In 1867, he was awarded the title of "Artist" (Third degree). From 1875 until his death, he taught drawing at the Petrovsky Poltava Cadet Corps school. He also occasionally taught at the local Institute for Noble Maidens.

During this time, he also operated his own art school and exhibited with the Peredvizhniki, although he never became a member. He apparently served as a State Councillor.
In 1907, he died of cardiac asthma.

Among his best-known portraits are those of Tsars Alexander II and Alexander III, Grand Duke Konstantin Konstantinovich and his fellow painters, Nikolai Yaroshenko and Leonid Pozen. However, he is largely remembered today on the basis of one work.

In 1901 his painting, "Peter the Great Visiting Pavlo Polubotok at Peter and Paul Fortress in 1724" was presented by the Peredvizhniki in Moscow. Peter died 41 days after visiting Polubotok, who ominously forecast that "Soon, very soon, the judgment of God will judge Peter and Paul!".

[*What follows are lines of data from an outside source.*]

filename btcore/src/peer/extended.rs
use std::collections::BTreeMap;

use bencoder::bencode::{Bencode, BencodeError, ToBencode};

use crate::config::cfg::Cfg;

/// Subtype of the extended handshake itself.
pub const EXTENDED_HANDSHAKE_ID: u8 = 0;

/// Extension name of Peer Exchange.
pub const UT_PEX: &str = "ut_pex";

/// The subtype id this side assigns to incoming PEX messages.
pub const LOCAL_UT_PEX_ID: u8 = 1;

const CLIENT_VERSION: &str = "btcore 0.1.0";

/// Posible extended handshake errors.
#[derive(Debug, PartialEq)]
pub enum ExtendedHandshakeError {
    Bencode(BencodeError),
    NotADict,
    InvalidExtensionMap,
}

/// BEP-10 extended handshake dictionary.
///
/// Known keys get typed fields; anything else is kept opaquely so an
/// echo of the handshake reproduces it byte for byte.
#[derive(Debug, Clone, PartialEq, Default)]
pub struct ExtendedHandshake {
    /// `m`: extension name to negotiated subtype id.
    pub extensions: BTreeMap<String, u8>,
    /// `p`: the remote's TCP listen port.
    pub port: Option<u16>,
    /// `v`: human-readable client version.
    pub version: Option<String>,
    /// `metadata_size`: size of the info dictionary, for metadata exchange.
    pub metadata_size: Option<i64>,
    /// `e`: encryption flag.
    pub encryption: Option<u8>,
    unknown: BTreeMap<Vec<u8>, Bencode>,
}

impl ExtendedHandshake {
    /// Builds the local handshake from the configuration.
    pub fn local(config: &Cfg) -> Self {
        let mut extensions = BTreeMap::new();
        extensions.insert(UT_PEX.to_string(), LOCAL_UT_PEX_ID);

        Self {
            extensions,
            port: Some(config.tcp_port),
            version: Some(CLIENT_VERSION.to_string()),
            metadata_size: None,
            encryption: Some(config.encryption_policy.handshake_flag()),
            unknown: BTreeMap::new(),
        }
    }

    /// Parses a bencoded handshake payload.
    pub fn from_bytes(payload: &[u8]) -> Result<Self, ExtendedHandshakeError> {
        let bencode = Bencode::decode(payload).map_err(ExtendedHandshakeError::Bencode)?;
        let dict = bencode
            .as_dict()
            .ok_or(ExtendedHandshakeError::NotADict)?
            .clone();

        let mut handshake = Self::default();
        for (key, value) in dict {
            match key.as_slice() {
                b"m" => {
                    let map = value
                        .as_dict()
                        .ok_or(ExtendedHandshakeError::InvalidExtensionMap)?;
                    for (name, id) in map {
                        let name = String::from_utf8(name.clone())
                            .map_err(|_| ExtendedHandshakeError::InvalidExtensionMap)?;
                        let id = id
                            .as_number()
                            .ok_or(ExtendedHandshakeError::InvalidExtensionMap)?;
                        handshake.extensions.insert(name, id as u8);
                    }
                }
                b"p" => handshake.port = value.as_number().map(|p| p as u16),
                b"v" => {
                    handshake.version = value
                        .as_bytes()
                        .map(|v| String::from_utf8_lossy(v).to_string())
                }
                b"metadata_size" => handshake.metadata_size = value.as_number(),
                b"e" => handshake.encryption = value.as_number().map(|e| e as u8),
                _ => {
                    handshake.unknown.insert(key, value);
                }
            }
        }
        Ok(handshake)
    }

    /// Encodes the handshake, unknown keys included.
    pub fn to_bytes(&self) -> Vec<u8> {
        let mut dict: BTreeMap<Vec<u8>, Bencode> = self.unknown.clone();

        let mut extensions = BTreeMap::new();
        for (name, id) in &self.extensions {
            extensions.insert(name.as_bytes().to_vec(), (*id).to_bencode());
        }
        dict.insert(b"m".to_vec(), Bencode::BDict(extensions));

        if let Some(port) = self.port {
            dict.insert(b"p".to_vec(), port.to_bencode());
        }
        if let Some(version) = &self.version {
            dict.insert(b"v".to_vec(), version.to_bencode());
        }
        if let Some(metadata_size) = self.metadata_size {
            dict.insert(b"metadata_size".to_vec(), metadata_size.to_bencode());
        }
        if let Some(encryption) = self.encryption {
            dict.insert(b"e".to_vec(), encryption.to_bencode());
        }

        Bencode::encode(&dict)
    }

    /// Folds a later handshake into this one.
    ///
    /// The exchange is additive: extensions can be added or renumbered
    /// but an advertised extension never disappears, so absence in a
    /// later handshake is not treated as a disable.
    pub fn merge(&mut self, newer: ExtendedHandshake) {
        for (name, id) in newer.extensions {
            self.extensions.insert(name, id);
        }
        if newer.port.is_some() {
            self.port = newer.port;
        }
        if newer.version.is_some() {
            self.version = newer.version;
        }
        if newer.metadata_size.is_some() {
            self.metadata_size = newer.metadata_size;
        }
        if newer.encryption.is_some() {
            self.encryption = newer.encryption;
        }
        for (key, value) in newer.unknown {
            self.unknown.insert(key, value);
        }
    }

    /// The subtype the remote wants PEX messages sent under.
    pub fn ut_pex_id(&self) -> Option<u8> {
        self.extensions.get(UT_PEX).copied()
    }
}
use std::collections::HashMap;
use std::sync::Arc;

use tracing::{debug, info};

use crate::storage::descriptor::DataDescriptor;
use crate::torrent::TorrentId;

/// The stages a torrent moves through.
///
/// `FetchMetadata` only appears for magnet starts; file-based starts
/// enter at `ChooseFiles`.
#[derive(Debug, Clone, Copy, PartialEq, Eq, Hash)]
pub enum Stage {
    FetchMetadata,
    ChooseFiles,
    Download,
    Seed,
    Stop,
}

/// Events a stage transition publishes to its listeners.
#[derive(Debug, Clone, Copy, PartialEq, Eq, Hash)]
pub enum PipelineEvent {
    TorrentFetched,
    FilesChosen,
    DownloadComplete,
}

/// Posible pipeline errors.
#[derive(Debug)]
pub enum PipelineError {
    /// The data descriptor reported itself stalled; the torrent cannot
    /// make progress.
    StorageStalled(TorrentId),
    MissingDataDescriptor(TorrentId),
}

/// What a torrent's stages operate on.
pub struct TorrentContext {
    pub torrent: TorrentId,
    pub data: Option<Arc<DataDescriptor>>,
    /// Started from a magnet link, so metadata must be fetched first.
    pub from_magnet: bool,
}

impl TorrentContext {
    pub fn new(torrent: TorrentId, data: Option<Arc<DataDescriptor>>, from_magnet: bool) -> Self {
        Self {
            torrent,
            data,
            from_magnet,
        }
    }

    pub fn initial_stage(&self) -> Stage {
        if self.from_magnet {
            Stage::FetchMetadata
        } else {
            Stage::ChooseFiles
        }
    }
}

/// A listener sees the context and the stage the pipeline would move
/// to, and returns the stage it should move to. `None` terminates.
pub type StageListener =
    Box<dyn Fn(&mut TorrentContext, Option<Stage>) -> Option<Stage> + Send + Sync>;

/// Drives a torrent through its stage chain, letting listeners splice
/// side effects into transitions and rewrite or cut them short.
///
/// Listeners of one event compose in registration order; a `None`
/// short-circuits the rest.
#[derive(Default)]
pub struct ProcessingPipeline {
    listeners: HashMap<PipelineEvent, Vec<StageListener>>,
}

impl ProcessingPipeline {
    pub fn new() -> Self {
        Self {
            listeners: HashMap::new(),
        }
    }

    /// Registers a listener for one event.
    pub fn on<F>(&mut self, event: PipelineEvent, listener: F)
    where
        F: Fn(&mut TorrentContext, Option<Stage>) -> Option<Stage> + Send + Sync + 'static,
    {
        self.listeners.entry(event).or_default().push(Box::new(listener));
    }

    /// Runs one stage and returns the stage to run next; `None` means
    /// the chain terminated.
    pub fn process(
        &self,
        stage: Stage,
        context: &mut TorrentContext,
    ) -> Result<Option<Stage>, PipelineError> {
        let next = match stage {
            Stage::FetchMetadata => {
                // The metadata source is an external collaborator; by
                // the time the pipeline runs this stage the torrent is
                // registered and fetched.
                info!("Torrent {} metadata fetched", context.torrent);
                self.dispatch(PipelineEvent::TorrentFetched, context, Some(Stage::ChooseFiles))
            }
            Stage::ChooseFiles => {
                debug!("Torrent {} files chosen", context.torrent);
                self.dispatch(PipelineEvent::FilesChosen, context, Some(Stage::Download))
            }
            Stage::Download => {
                let data = context
                    .data
                    .clone()
                    .ok_or(PipelineError::MissingDataDescriptor(context.torrent))?;
                if data.is_stalled().unwrap_or(true) {
                    return Err(PipelineError::StorageStalled(context.torrent));
                }
                if data.is_complete().unwrap_or(false) {
                    info!("Torrent {} download complete", context.torrent);
                    self.dispatch(PipelineEvent::DownloadComplete, context, Some(Stage::Seed))
                } else {
                    // Still downloading; the caller re-enters later.
                    Some(Stage::Download)
                }
            }
            Stage::Seed => Some(Stage::Seed),
            Stage::Stop => None,
        };
        Ok(next)
    }

    fn dispatch(
        &self,
        event: PipelineEvent,
        context: &mut TorrentContext,
        would_be_next: Option<Stage>,
    ) -> Option<Stage> {
        let listeners = match self.listeners.get(&event) {
            Some(listeners) => listeners,
            None => return would_be_next,
        };

        let mut next = would_be_next;
        for listener in listeners {
            next = listener(context, next);
            if next.is_none() {
                break;
            }
        }
        next
    }
}
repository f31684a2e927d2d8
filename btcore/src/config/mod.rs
pub mod cfg;
pub mod constants;
use std::sync::Mutex;

use tracing::warn;

use crate::peer::peer::Peer;
use crate::torrent::TorrentId;

/// Domain events fanned out to registered listeners.
///
/// One tagged union instead of an event hierarchy; every variant
/// carries the torrent it belongs to.
#[derive(Debug, Clone, PartialEq)]
pub enum Event {
    /// A peer endpoint surfaced (e.g. from PEX gossip); peer sources
    /// subscribe to feed their candidate pools.
    PeerDiscovered { torrent: TorrentId, peer: Peer },
    PeerConnected { torrent: TorrentId, peer: Peer },
    PeerDisconnected { torrent: TorrentId, peer: Peer },
    PieceVerified { torrent: TorrentId, piece: u32 },
    DownloadComplete { torrent: TorrentId },
    TorrentStopped { torrent: TorrentId },
}

impl Event {
    pub fn torrent(&self) -> TorrentId {
        match self {
            Event::PeerDiscovered { torrent, .. }
            | Event::PeerConnected { torrent, .. }
            | Event::PeerDisconnected { torrent, .. }
            | Event::PieceVerified { torrent, .. }
            | Event::DownloadComplete { torrent }
            | Event::TorrentStopped { torrent } => *torrent,
        }
    }
}

type Listener = Box<dyn Fn(&Event) + Send + Sync>;

/// Synchronous listener fan-out.
///
/// Listeners run in registration order on the emitting thread, so an
/// emit after a state change happens-before every listener observing
/// it (piece verification before `PieceVerified` delivery relies on
/// this).
#[derive(Default)]
pub struct EventBus {
    listeners: Mutex<Vec<Listener>>,
}

impl EventBus {
    pub fn new() -> Self {
        Self {
            listeners: Mutex::new(Vec::new()),
        }
    }

    pub fn subscribe<F>(&self, listener: F)
    where
        F: Fn(&Event) + Send + Sync + 'static,
    {
        match self.listeners.lock() {
            Ok(mut listeners) => listeners.push(Box::new(listener)),
            Err(_) => warn!("Event bus listener list poisoned; listener dropped"),
        }
    }

    pub fn emit(&self, event: Event) {
        match self.listeners.lock() {
            Ok(listeners) => {
                for listener in listeners.iter() {
                    listener(&event);
                }
            }
            Err(_) => warn!("Event bus listener list poisoned; event dropped"),
        }
    }
}

impl std::fmt::Debug for EventBus {
    fn fmt(&self, f: &mut std::fmt::Formatter<'_>) -> std::fmt::Result {
        let count = self.listeners.lock().map(|l| l.len()).unwrap_or(0);
        f.debug_struct("EventBus").field("listeners", &count).finish()
    }
}

#[cfg(test)]
mod tests {
    use std::net::{IpAddr, Ipv4Addr};
    use std::sync::atomic::{AtomicUsize, Ordering};
    use std::sync::Arc;

    use super::*;

    #[test]
    fn test_listeners_run_in_registration_order() {
        let bus = EventBus::new();
        let order = Arc::new(Mutex::new(Vec::new()));

        for tag in 0..3 {
            let order = order.clone();
            bus.subscribe(move |_| order.lock().unwrap().push(tag));
        }

        bus.emit(Event::DownloadComplete {
            torrent: TorrentId::new([1; 20]),
        });

        assert_eq!(*order.lock().unwrap(), vec![0, 1, 2]);
    }

    #[test]
    fn test_every_listener_sees_every_event() {
        let bus = EventBus::new();
        let count = Arc::new(AtomicUsize::new(0));

        for _ in 0..2 {
            let count = count.clone();
            bus.subscribe(move |_| {
                count.fetch_add(1, Ordering::SeqCst);
            });
        }

        let torrent = TorrentId::new([1; 20]);
        let peer = Peer::new(IpAddr::V4(Ipv4Addr::LOCALHOST), 6881);
        bus.emit(Event::PeerConnected { torrent, peer });
        bus.emit(Event::PeerDisconnected { torrent, peer });

        assert_eq!(count.load(Ordering::SeqCst), 4);
    }

    #[test]
    fn test_event_torrent_accessor() {
        let torrent = TorrentId::new([2; 20]);
        let event = Event::PieceVerified { torrent, piece: 3 };
        assert_eq!(event.torrent(), torrent);
    }
}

Public response to the painting was immediate and positive. It was praised in Niva and several other periodicals, including Iskri (Sparks), a satirical magazine. The exhibition catalog sold out and the painting was reproduced as postcards; black and white, color prints and hand-painted versions (which are valuable collector's items).

The current whereabouts of the original are unknown. It is said that Volkov sold it to a visiting Englishman not long after it was exhibited, but there is no record of it being taxed or having left the country; something that was usually documented very meticulously. Most of the reproductions were apparently made from a copy.